• **What needs to be done**:
Down to the last line, output the records below exactly.

(Dataset entries)

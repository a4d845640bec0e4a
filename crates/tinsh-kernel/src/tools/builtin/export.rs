//! export — Set environment variables.
//!
//! ```text
//! export MY_VAR=value      # set MY_VAR
//! export A=1 B=2           # several at once
//! export                   # print every variable
//! ```
//!
//! Every variable is visible to every command, so there is no separate
//! "exported" flag; `export` is assignment spelled as a command.

use async_trait::async_trait;

use crate::interpreter::{ExecResult, Session};
use crate::tools::Tool;

pub struct Export;

#[async_trait]
impl Tool for Export {
    fn name(&self) -> &str {
        "export"
    }

    async fn execute(&self, args: Vec<String>, session: &mut Session) -> ExecResult {
        if args.is_empty() {
            let out: String = session
                .vars()
                .into_iter()
                .map(|(name, value)| format!("export {name}={value}\n"))
                .collect();
            return ExecResult::success(out);
        }

        for arg in &args {
            let Some((name, value)) = arg.split_once('=') else {
                return ExecResult::failure(1, format!("export: {arg}: missing value"));
            };
            if !is_valid_name(name) {
                return ExecResult::failure(1, format!("export: `{name}': not a valid identifier"));
            }
            session.set_var(name, value);
        }
        ExecResult::success("")
    }
}

/// Shell identifier: letter or underscore, then letters, digits, underscores.
fn is_valid_name(name: &str) -> bool {
    let mut chars = name.chars();
    match chars.next() {
        Some(c) if c.is_ascii_alphabetic() || c == '_' => {}
        _ => return false,
    }
    chars.all(|c| c.is_ascii_alphanumeric() || c == '_')
}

• **Response box**:
repository a4d845640bec0e4a
filename crates/tinsh-kernel/src/tools/builtin/export.rs
//! export — Set environment variables.
//!
//! ```text
//! export MY_VAR=value      # set MY_VAR
//! export A=1 B=2           # several at once
//! export                   # print every variable
//! ```
//!
//! Every variable is visible to every command, so there is no separate
//! "exported" flag; `export` is assignment spelled as a command.

use async_trait::async_trait;

use crate::interpreter::{ExecResult, Session};
use crate::tools::Tool;

pub struct Export;

#[async_trait]
impl Tool for Export {
    fn name(&self) -> &str {
        "export"
    }

    async fn execute(&self, args: Vec<String>, session: &mut Session) -> ExecResult {
        if args.is_empty() {
            let out: String = session
                .vars()
                .into_iter()
                .map(|(name, value)| format!("export {name}={value}\n"))
                .collect();
            return ExecResult::success(out);
        }

        for arg in &args {
            let Some((name, value)) = arg.split_once('=') else {
                return ExecResult::failure(1, format!("export: {arg}: missing value"));
            };
            if !is_valid_name(name) {
                return ExecResult::failure(1, format!("export: `{name}': not a valid identifier"));
            }
            session.set_var(name, value);
        }
        ExecResult::success("")
    }
}

/// Shell identifier: letter or underscore, then letters, digits, underscores.
fn is_valid_name(name: &str) -> bool {
    let mut chars = name.chars();
    match chars.next() {
        Some(c) if c.is_ascii_alphabetic() || c == '_' => {}
        _ => return false,
    }
    chars.all(|c| c.is_ascii_alphanumeric() || c == '_')
}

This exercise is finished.